++++ Raw data

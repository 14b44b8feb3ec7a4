//! Integration tests for a player's journey through the API.

mod common;

use axum::http::StatusCode;
use uuid::Uuid;

#[tokio::test]
async fn test_answer_then_read_progression() {
    // Arrange
    let app = common::build_test_app();
    let player_id = Uuid::new_v4();

    // Act
    let (status, answer) = common::post_json(
        app.clone(),
        "/api/v1/answers",
        &serde_json::json!({
            "player_id": player_id,
            "question_id": "q-ec2-001",
            "selected_option": "b",
            "elapsed_seconds": 15.0,
            "hints_used": 1,
        }),
    )
    .await;
    let (progress_status, progression) =
        common::get_json(app, &format!("/api/v1/players/{player_id}/progression")).await;

    // Assert
    assert_eq!(status, StatusCode::OK);
    assert_eq!(answer["score"]["total_points"], 127);
    assert_eq!(answer["score"]["hint_penalty"], 10);
    assert_eq!(answer["application"]["newly_unlocked"][0], "first_correct");
    assert_eq!(answer["persisted"], true);

    assert_eq!(progress_status, StatusCode::OK);
    assert_eq!(progression["total_score"], 127);
    assert_eq!(progression["experience"], 127);
    assert_eq!(progression["questions_answered"], 1);
    assert_eq!(progression["current_streak"], 1);
    assert_eq!(progression["achievements"][0]["id"], "first_correct");
}

#[tokio::test]
async fn test_wrong_answer_resets_streak_and_scores_zero() {
    // Arrange
    let app = common::build_test_app();
    let player_id = Uuid::new_v4();
    let answer = |option: &str| {
        serde_json::json!({
            "player_id": player_id,
            "question_id": "q-s3-001",
            "selected_option": option,
            "elapsed_seconds": 10.0,
        })
    };

    // Act
    let (_, first) = common::post_json(app.clone(), "/api/v1/answers", &answer("a")).await;
    let (_, second) = common::post_json(app.clone(), "/api/v1/answers", &answer("c")).await;
    let (_, progression) =
        common::get_json(app, &format!("/api/v1/players/{player_id}/progression")).await;

    // Assert
    assert_eq!(first["score"]["is_correct"], true);
    assert_eq!(second["score"]["is_correct"], false);
    assert_eq!(second["score"]["total_points"], 0);
    assert_eq!(progression["current_streak"], 0);
    assert_eq!(progression["max_streak"], 1);
    assert_eq!(progression["accuracy_percent"], 50);
}

#[tokio::test]
async fn test_next_question_then_hint_for_it() {
    // Arrange
    let app = common::build_test_app();

    // Act
    let (status, card) =
        common::get_json(app.clone(), "/api/v1/questions/next?npc_id=alex_ceo").await;
    let (hint_status, hint) = common::post_json(
        app,
        "/api/v1/hints",
        &serde_json::json!({
            "question_id": card["id"],
            "npc_id": "alex_ceo",
            "hint_level": 1,
        }),
    )
    .await;

    // Assert
    assert_eq!(status, StatusCode::OK);
    assert!(card.get("correct_option").is_none());
    assert_eq!(hint_status, StatusCode::OK);
    assert_eq!(hint["source"], "fallback");
    assert_eq!(hint["npc_id"], "alex_ceo");
    assert!(!hint["display_message"].as_str().unwrap().is_empty());
}

#[tokio::test]
async fn test_list_npcs() {
    let app = common::build_test_app();

    let (status, json) = common::get_json(app, "/api/v1/npcs").await;

    assert_eq!(status, StatusCode::OK);
    let ids: Vec<&str> = json
        .as_array()
        .unwrap()
        .iter()
        .map(|npc| npc["id"].as_str().unwrap())
        .collect();
    assert_eq!(
        ids,
        vec!["alex_ceo", "sarah_analyst", "mike_security", "jenny_developer"]
    );
}

#[tokio::test]
async fn test_unknown_route_returns_404() {
    let app = common::build_test_app();

    let request = axum::http::Request::builder()
        .uri("/api/v1/nowhere")
        .body(axum::body::Body::empty())
        .unwrap();
    let response = tower::ServiceExt::oneshot(app, request).await.unwrap();

    assert_eq!(response.status(), StatusCode::NOT_FOUND);
}

#[tokio::test]
async fn test_answers_from_two_players_rank_on_leaderboard() {
    // Arrange
    let app = common::build_test_app();
    let leader = Uuid::new_v4();
    let trailer = Uuid::new_v4();
    let answer = |player_id: Uuid, option: &str| {
        serde_json::json!({
            "player_id": player_id,
            "question_id": "q-ec2-001",
            "selected_option": option,
            "elapsed_seconds": 15.0,
        })
    };

    // Act
    common::post_json(app.clone(), "/api/v1/answers", &answer(trailer, "a")).await;
    common::post_json(app.clone(), "/api/v1/answers", &answer(leader, "b")).await;
    let (status, board) = common::get_json(app.clone(), "/api/v1/leaderboard?limit=5").await;
    let (_, standing) =
        common::get_json(app, &format!("/api/v1/leaderboard/players/{trailer}")).await;

    // Assert
    assert_eq!(status, StatusCode::OK);
    assert_eq!(board.as_array().unwrap().len(), 2);
    assert_eq!(board[0]["player_id"], leader.to_string());
    assert_eq!(board[0]["position"], 1);
    assert_eq!(board[1]["total_score"], 0);
    assert_eq!(standing["position"], 2);
    assert_eq!(standing["total_participants"], 2);
}
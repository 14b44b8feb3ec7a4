//! Score breakdown produced for every answered question.

use cloudsolver_core::error::DomainError;
use serde::{Deserialize, Serialize};

use super::question::Question;

/// Largest time bonus a single answer can earn.
pub const MAX_TIME_BONUS: u32 = 50;

/// Points deducted per hint used on a correct answer.
pub const HINT_PENALTY_PER_HINT: u32 = 10;

/// The outcome of scoring one answer.
#[derive(Debug, Clone, PartialEq, Serialize, Deserialize)]
pub struct ScoreResult {
    /// The question that was answered.
    pub question_id: String,
    /// The question's category, carried for per-category statistics.
    pub category: String,
    /// Whether the selected option was the correct one.
    pub is_correct: bool,
    /// The question's base points.
    pub base_points: u32,
    /// Difficulty multiplier (1, 1.5 or 2).
    pub difficulty_multiplier: f64,
    /// Bonus for remaining time, `0..=MAX_TIME_BONUS`.
    pub time_bonus: u32,
    /// `hints_used * HINT_PENALTY_PER_HINT`; only subtracted when correct.
    pub hint_penalty: u32,
    /// Hints consumed on the question.
    pub hints_used: u32,
    /// Points awarded. Zero for incorrect answers.
    pub total_points: u32,
}

impl ScoreResult {
    /// Upper bound on `total_points` for `question`.
    #[must_use]
    pub fn max_points_for(question: &Question) -> u32 {
        question.weighted_points().saturating_add(MAX_TIME_BONUS)
    }

    /// Checks that this result is internally consistent and was computed for
    /// `question`.
    ///
    /// # Errors
    ///
    /// Returns `DomainError::InvalidScoreInput` describing the first
    /// inconsistency found.
    pub fn validate_for(&self, question: &Question) -> Result<(), DomainError> {
        let fail = |msg: String| Err(DomainError::InvalidScoreInput(msg));

        if self.question_id != question.id {
            return fail(format!(
                "result for question '{}' applied with question '{}'",
                self.question_id, question.id
            ));
        }
        if self.base_points != question.base_points {
            return fail(format!(
                "result base points {} differ from question base points {}",
                self.base_points, question.base_points
            ));
        }
        if (self.difficulty_multiplier - question.difficulty.multiplier()).abs() > f64::EPSILON {
            return fail(format!(
                "result multiplier {} does not match difficulty {}",
                self.difficulty_multiplier, question.difficulty
            ));
        }
        if self.time_bonus > MAX_TIME_BONUS {
            return fail(format!("time bonus {} exceeds {MAX_TIME_BONUS}", self.time_bonus));
        }
        if self.hint_penalty != self.hints_used.saturating_mul(HINT_PENALTY_PER_HINT) {
            return fail(format!(
                "hint penalty {} does not match {} hints used",
                self.hint_penalty, self.hints_used
            ));
        }
        if !self.is_correct && self.total_points != 0 {
            return fail(format!(
                "incorrect answer carries {} points",
                self.total_points
            ));
        }
        let max = Self::max_points_for(question);
        if self.total_points > max {
            return fail(format!(
                "total points {} exceed the maximum of {max}",
                self.total_points
            ));
        }
        Ok(())
    }
}

#[cfg(test)]
mod tests {
    use super::*;
    use crate::domain::question::fixtures::medium_question;

    fn valid_result() -> ScoreResult {
        ScoreResult {
            question_id: "q-ec2-001".to_owned(),
            category: "EC2".to_owned(),
            is_correct: true,
            base_points: 100,
            difficulty_multiplier: 1.5,
            time_bonus: 37,
            hint_penalty: 10,
            hints_used: 1,
            total_points: 177,
        }
    }

    #[test]
    fn test_validate_for_accepts_consistent_result() {
        assert!(valid_result().validate_for(&medium_question()).is_ok());
    }

    #[test]
    fn test_validate_for_rejects_points_on_incorrect_answer() {
        let mut result = valid_result();
        result.is_correct = false;

        assert!(matches!(
            result.validate_for(&medium_question()),
            Err(DomainError::InvalidScoreInput(_))
        ));
    }

    #[test]
    fn test_validate_for_rejects_total_above_maximum() {
        let mut result = valid_result();
        result.total_points = 201;

        match result.validate_for(&medium_question()).unwrap_err() {
            DomainError::InvalidScoreInput(msg) => assert!(msg.contains("maximum of 200")),
            other => panic!("expected InvalidScoreInput, got {other:?}"),
        }
    }

    #[test]
    fn test_validate_for_rejects_inconsistent_hint_penalty() {
        let mut result = valid_result();
        result.hint_penalty = 0;
        assert!(result.validate_for(&medium_question()).is_err());
    }

    #[test]
    fn test_validate_for_rejects_wrong_multiplier() {
        let mut result = valid_result();
        result.difficulty_multiplier = 2.0;
        assert!(result.validate_for(&medium_question()).is_err());
    }
}
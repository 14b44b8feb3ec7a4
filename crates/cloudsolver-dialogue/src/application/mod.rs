//! Dialogue runtime: the session, its typed-text effect, question timer and
//! event sinks.

pub mod effect;
pub mod session;
pub mod sink;
pub mod timer;
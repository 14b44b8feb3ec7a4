//! Cloud Solver — Progression.
//!
//! Responsible for experience, levels, ranks, answer streaks and achievement
//! badges, and for the application-level flow that scores an answer against
//! a player's persisted progression.

pub mod application;
pub mod domain;
//! Commands for the progression context.

use cloudsolver_core::command::Command;
use cloudsolver_scoring::domain::submission::AnswerSubmission;
use uuid::Uuid;

/// Command to score an answer and fold it into a player's progression.
#[derive(Debug, Clone)]
pub struct SubmitAnswer {
    /// The correlation ID for tracing.
    pub correlation_id: Uuid,
    /// The player answering.
    pub player_id: Uuid,
    /// The answer itself.
    pub submission: AnswerSubmission,
}

impl Command for SubmitAnswer {
    fn command_type(&self) -> &'static str {
        "progression.submit_answer"
    }

    fn correlation_id(&self) -> Uuid {
        self.correlation_id
    }

    fn player_id(&self) -> Uuid {
        self.player_id
    }
}
//! Cloud Solver API server entry point.

use std::error::Error;
use std::sync::{Arc, Mutex};

use sqlx::postgres::PgPoolOptions;

use cloudsolver_api::config::ApiConfig;
use cloudsolver_api::error::AppError;
use cloudsolver_api::state::{AppState, StoreKind};
use cloudsolver_api::{build_app, telemetry};
use cloudsolver_content::domain::questions::InMemoryQuestionBank;
use cloudsolver_content::domain::roster::NpcRoster;
use cloudsolver_core::advisory::AdvisoryService;
use cloudsolver_core::clock::SystemClock;
use cloudsolver_core::repository::ProgressRepository;
use cloudsolver_core::rng::{SeededRng, SharedRng};
use cloudsolver_hints::application::resolver::{HintResolver, HintResolverConfig};
use cloudsolver_hints::http_advisory::{DisabledAdvisoryService, HttpAdvisoryService};
use cloudsolver_store::memory_progress_repository::MemoryProgressRepository;
use cloudsolver_store::pg_progress_repository::PgProgressRepository;

#[tokio::main]
async fn main() -> Result<(), Box<dyn Error>> {
    // Read configuration from environment.
    let config = ApiConfig::from_env()?;

    let tracer_provider = telemetry::init_tracing(config.otlp_endpoint.as_deref())?;

    tracing::info!("Starting Cloud Solver API server");

    // Progress store.
    let (progress_repository, store_kind): (Arc<dyn ProgressRepository>, StoreKind) =
        match &config.database_url {
            Some(database_url) => {
                let pool = PgPoolOptions::new()
                    .max_connections(10)
                    .connect(database_url)
                    .await
                    .map_err(AppError::Database)?;
                let repository = PgProgressRepository::new(pool);
                repository.ensure_schema().await.map_err(AppError::Domain)?;
                (Arc::new(repository), StoreKind::Postgres)
            }
            None => {
                tracing::warn!("DATABASE_URL not set; progress is kept in memory");
                (Arc::new(MemoryProgressRepository::new()), StoreKind::Memory)
            }
        };

    // Advisory service.
    let advisory: Arc<dyn AdvisoryService> = match &config.advisor_url {
        Some(url) => Arc::new(
            HttpAdvisoryService::new(url.clone(), config.hint_timeout)
                .map_err(|e| AppError::Config(format!("ADVISOR_URL: {e}")))?,
        ),
        None => {
            tracing::info!("ADVISOR_URL not set; hints use the built-in fallback");
            Arc::new(DisabledAdvisoryService)
        }
    };

    let rng: SharedRng = match config.rng_seed {
        Some(seed) => Arc::new(Mutex::new(SeededRng::from_seed_u64(seed))),
        None => Arc::new(Mutex::new(SeededRng::from_entropy())),
    };

    // Build application state.
    let roster = Arc::new(NpcRoster::builtin().map_err(AppError::Domain)?);
    let hint_resolver = HintResolver::new(
        advisory,
        Arc::clone(&roster),
        Arc::clone(&rng),
        HintResolverConfig {
            timeout: config.hint_timeout,
        },
    );
    let app_state = AppState {
        clock: Arc::new(SystemClock),
        rng,
        progress_repository,
        store_kind,
        questions: Arc::new(InMemoryQuestionBank::builtin().map_err(AppError::Domain)?),
        roster,
        hint_resolver,
    };

    let app = build_app(app_state);

    // Start server.
    let addr = config.bind_addr()?;
    tracing::info!("Listening on {}", addr);

    let listener = tokio::net::TcpListener::bind(addr).await?;

    axum::serve(listener, app).await?;

    if let Some(provider) = tracer_provider {
        provider
            .shutdown()
            .map_err(|e| AppError::Telemetry(e.to_string()))?;
    }

    Ok(())
}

++++++++

*Task item:* Beginning with the line that contains "let addr = config.bind_addr()?;", quote each line exactly through the last line of the entries above, and nothing beyond them.

*Task response:*
    let addr = config.bind_addr()?;
    tracing::info!("Listening on {}", addr);

    let listener = tokio::net::TcpListener::bind(addr).await?;

    axum::serve(listener, app).await?;

    if let Some(provider) = tracer_provider {
        provider
            .shutdown()
            .map_err(|e| AppError::Telemetry(e.to_string()))?;
    }

    Ok(())
}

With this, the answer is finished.